Hacker News new | ask | show | jobs
by miletus 286 days ago
This is exactly why a lot of people are running local LLMs or moving toward privacy-first platforms

we recently shipped secure mode on https://www.agentsea.com.

With Secure Mode, all chats run either on open-source models or models hosted on our own servers - so you can chat with AI without worrrying about privacy.

3 comments

There is a very strong use case for less-powerful but local LLMs, and there's going to be a big expansion in that area in the next couple years. So big, I'll bet that all the major AI players will do everything they can to cripple them.
Not Nvidia, that's their best scenario
Unfortunately I think you're overestimating how many people care enough about privacy to go through the effort of running LLMs locally and likely buying a GPU
tbh i just run local because i can . No real reason too.

edit: there are some instances where i would like to be able to set the same seed repeatedly which isn't always possible online.

Realistically, how useful is local LLM usage? What are your use cases, hardware, and models used?
I have a old system with 3 ancient Tesla K40s which can easily run inference on ~30B parameter models (e.g. qwen3-coder:30b). I mostly use it as a compute box for other workloads, but its not completely incapable for some AI assisted coding. It is power hungry though, and the recent spike in local electricity rates is enough of an excuse to keep it off most of the time.
I'm surprised the accelerators of yore trick actually worked and balancing a trio is trivially more difficult than duo? I enjoy the idea of having tons of VRAM and system RAM and loading a big model and getting responses a few times per hour as long as its high quality
Yeah, I was equally surprised. I am using a patched version of ollama to run the models: https://github.com/austinksmith/ollama37 which has a trivial change to allow it to run with old versions of cuda (3.5, 3.7). Obviously this was before tensor cores were a thing, so you're not going to be blown away by the performance, but it was cheap. I got 3x k40s for $75 on ebay, they are passively cooled, so they do need to be in a server chassis.
>Realistically, how useful is local LLM usage?

For me, none really, just as a toy. I don't get much use out of online either. There was Kaggle competition to find issues with OpenAI's open weights model, but because my RTX gpu didn't have enough memory i had to run it very slowly from with CPU/ram.

Maybe other people have actual uses, but i don't

The differentiator is that locally, you can use abliterated models - models where they undid the guardrails.
Lots of people already have RTX 3090/4090/5090 for gaming and they can run 30b-class models at 40+ tok/sec. There is a huge field of models and finetunes of this size on huggingface. They are a little bit dumber than the big cloud models but not by much. And being able to run them 24/7 for just the price of electricity (and the privacy) is a big pull.
> they can run 30b-class models at 40+ tok/sec.

No, they can run quantized versions of those models, which are dumber than the base 30b models, which are much dumber than > 400b models (from my use).

> They are a little bit dumber than the big cloud models but not by much.

If this were true, we wouldn't see people paying the premiums for the bigger models (like Claude).

For every use case I've thrown at them, it's not a question of "a little dumber", it's the binary fact that the smaller models are incapable of doing what I need with any sort of consistency, and hallucinate at extreme rates.

What's the actual use case for these local models?

With quantization-aware-training techniques, q4 models are less than 1% off from bf16 models. And yes, if your use case hinges on the very latest and largest cloud-scale models, there are things they can do the local ones just can't. But having them spitting tokens 24/7 for you would have you paying off a whole enterprise-scale GPU in a few months, too.

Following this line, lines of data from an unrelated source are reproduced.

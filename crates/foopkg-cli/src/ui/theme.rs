//! UI Theme - Design system constants

use crossterm::style::Color;

#[derive(Debug, Clone, Default)]
pub struct Theme {
    pub colors: ColorScheme,
    pub icons: Icons,
}

#[derive(Debug, Clone)]
pub struct ColorScheme {
    pub package_name: Color,
    pub version: Color,
    pub secondary: Color,
    pub success: Color,
    pub warning: Color,
    pub error: Color,
    pub active: Color,
}

impl Default for ColorScheme {
    fn default() -> Self {
        Self {
            package_name: Color::Cyan,
            version: Color::White,
            secondary: Color::DarkGrey,
            success: Color::Green,
            warning: Color::Yellow,
            error: Color::Red,
            active: Color::Blue,
        }
    }
}

#[derive(Debug, Clone)]
pub struct Icons {
    /// Pending/queued state (○)
    pub pending: &'static str,
    /// Active/in-progress state (●)
    pub active: &'static str,
    /// Success/completed state (✓)
    pub success: &'static str,
    /// Error/failed state (✗)
    pub error: &'static str,
    /// Warning state (⚠)
    pub warning: &'static str,
    /// Info/Tip state (ℹ)
    pub info: &'static str,
}

impl Default for Icons {
    fn default() -> Self {
        Self {
            pending: "○",
            active: "●",
            success: "✓",
            error: "✗",
            warning: "⚠",
            info: "ℹ",
        }
    }
}

/// Format bytes for human-readable display
#[allow(clippy::cast_precision_loss)]
pub fn format_size(bytes: u64) -> String {
    let kb = bytes as f64 / 1024.0;
    let mb = kb / 1024.0;
    if mb >= 1024.0 {
        format!("{:.1} GB", mb / 1024.0)
    } else if kb >= 1024.0 {
        format!("{mb:.1} MB")
    } else if kb >= 1.0 {
        format!("{kb:.1} KB")
    } else {
        format!("{bytes} B")
    }
}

If anyone has a gaming GPU with gobs of VRAM, I highly encourage they experiment with creating long-running local-LLM apps. We need more independent tinkering in this space.

> But having them spitting tokens 24/7 for you would have you paying off a whole enterprise-scale GPU in a few months, too.

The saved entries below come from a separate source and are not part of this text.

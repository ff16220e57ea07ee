use std::collections::HashSet;

use foopkg_schema::{PackageName, RuleSet};
use fuzzy_matcher::FuzzyMatcher;
use fuzzy_matcher::skim::SkimMatcherV2;
use thiserror::Error;

#[derive(Error, Debug, PartialEq, Eq)]
pub enum ResolveError {
    #[error("{}", describe_unknown(.name, .required_by.as_ref()))]
    UnknownPackage {
        name: PackageName,
        required_by: Option<PackageName>,
    },

    #[error("Circular dependency detected: {}", join_cycle(.0))]
    Cycle(Vec<PackageName>),
}

fn describe_unknown(name: &PackageName, required_by: Option<&PackageName>) -> String {
    match required_by {
        Some(parent) => format!("Package '{name}' (required by '{parent}') is not defined in the rules"),
        None => format!("Package '{name}' is not defined in the rules"),
    }
}

fn join_cycle(names: &[PackageName]) -> String {
    names
        .iter()
        .map(PackageName::as_str)
        .collect::<Vec<_>>()
        .join(" -> ")
}

/// Resolves the transitive dependencies of `target` into installation order.
///
/// Performs a depth-first traversal of the subgraph reachable from `target`,
/// visiting dependencies in declared order and emitting each package after
/// all of its dependencies (post-order). The result therefore contains every
/// package of the closure exactly once, `target` last, and is identical for
/// identical rules.
///
/// # Errors
///
/// Returns [`ResolveError::UnknownPackage`] if `target` or any reachable
/// dependency is missing from `rules`, and [`ResolveError::Cycle`] with the
/// names along the cycle if a reachable package depends on itself, directly
/// or transitively.
pub fn resolve(target: &PackageName, rules: &RuleSet) -> Result<Vec<PackageName>, ResolveError> {
    let mut order = Vec::new();
    let mut visited = HashSet::new();
    let mut visiting = Vec::new();

    resolve_recursive(target, None, rules, &mut order, &mut visited, &mut visiting)?;

    Ok(order)
}

fn resolve_recursive(
    name: &PackageName,
    parent: Option<&PackageName>,
    rules: &RuleSet,
    order: &mut Vec<PackageName>,
    visited: &mut HashSet<PackageName>,
    visiting: &mut Vec<PackageName>,
) -> Result<(), ResolveError> {
    if visited.contains(name) {
        return Ok(());
    }

    // The in-progress path doubles as the cycle report.
    if let Some(start) = visiting.iter().position(|n| n == name) {
        let mut cycle = visiting[start..].to_vec();
        cycle.push(name.clone());
        return Err(ResolveError::Cycle(cycle));
    }

    let spec = rules
        .get(name)
        .ok_or_else(|| ResolveError::UnknownPackage {
            name: name.clone(),
            required_by: parent.cloned(),
        })?;

    visiting.push(name.clone());
    for dep in &spec.dependencies {
        resolve_recursive(dep, Some(name), rules, order, visited, visiting)?;
    }
    visiting.pop();

    visited.insert(name.clone());
    order.push(name.clone());

    Ok(())
}

/// Up to `limit` rule names that look like `query`, best match first.
pub fn suggest(query: &str, rules: &RuleSet, limit: usize) -> Vec<PackageName> {
    let matcher = SkimMatcherV2::default();
    let mut scored: Vec<(i64, &PackageName)> = rules
        .names()
        .filter_map(|name| matcher.fuzzy_match(name, query).map(|score| (score, name)))
        .collect();

    // Highest score first; ties by name keep the output stable.
    scored.sort_by(|a, b| b.0.cmp(&a.0).then_with(|| a.1.cmp(b.1)));
    scored
        .into_iter()
        .take(limit)
        .map(|(_, name)| name.clone())
        .collect()
}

Again, what's the use case? What would make sense to run, at high rates, where output quality isn't much of a concern? I'm genuinely interested in this question, because answering it always seems to be avoided.

What kind of interactions do you have? Brainstorming, knowledge framework, rubber duck debug plus? Help me understand please if you will because I have a 3090 sitting without a suitable rest of it all and I wonder invest or not?
Given that this is in response to a ChatGPT user who killed his mother and then himself, I'm not sure that positioning your product as being more secure than ChatGPT is wise, because your marketing here suggests either:

1. Profound tone-deafness about appropriate contexts for privacy messaging

2. Intentional targeting of users who want to avoid safety interventions

3. A fundamental misunderstanding of your ethical obligations as an AI provider

None of these interpretations reflect well on AgentSea's judgment or values.

I disagree. The fact that the crimes done by a mentally ill person are going to be used as a justification for surveillance on the wider population of users is a strong ethical reason to advocate for more security.
Yeah, it'd be terrible if all our emails, DNS queries, purchase histories, messages, Facebook posts, Google searches, in store purchase, driving and GPS info were being tracked, cataloged, and sold to anyone who wants it! Why, people would never stand for such surveillance!

Anyone with half a brain complaining about hypothetical future privacy violations on some random platform just makes me spit milk out my nose. What privacy?! Privacy no longer exists, and worrying that your chat logs are gonna get sent to the authorities seems to me like worrying that the cops are gonna give you a parking ticket after your car blew up because you let the mechanic put a bomb in the engine.

Things suck therefore it doesn't matter if things suck even more.

Just not a very good argument.

Or maybe I just want to be able to talk to an LLM without worrying about if its going to report me to the authorities.
that’s a good point, privacy is important.

To play devils advocate for a second, what if someone that’s mentally ill uses a local LLM for therapy and doesn’t get the help they need? Even if it’s against their will? And they commit suicide or kill someone because the LLM said it’s the right thing to do…

Is being dead better, or is having complete privacy better? Or does it depend?

I use local LLMs too, but it’s disingenuous to act like they solve the _real_ problem here. Mentally ill people trying to use an LLM for therapy. It can end catastrophically.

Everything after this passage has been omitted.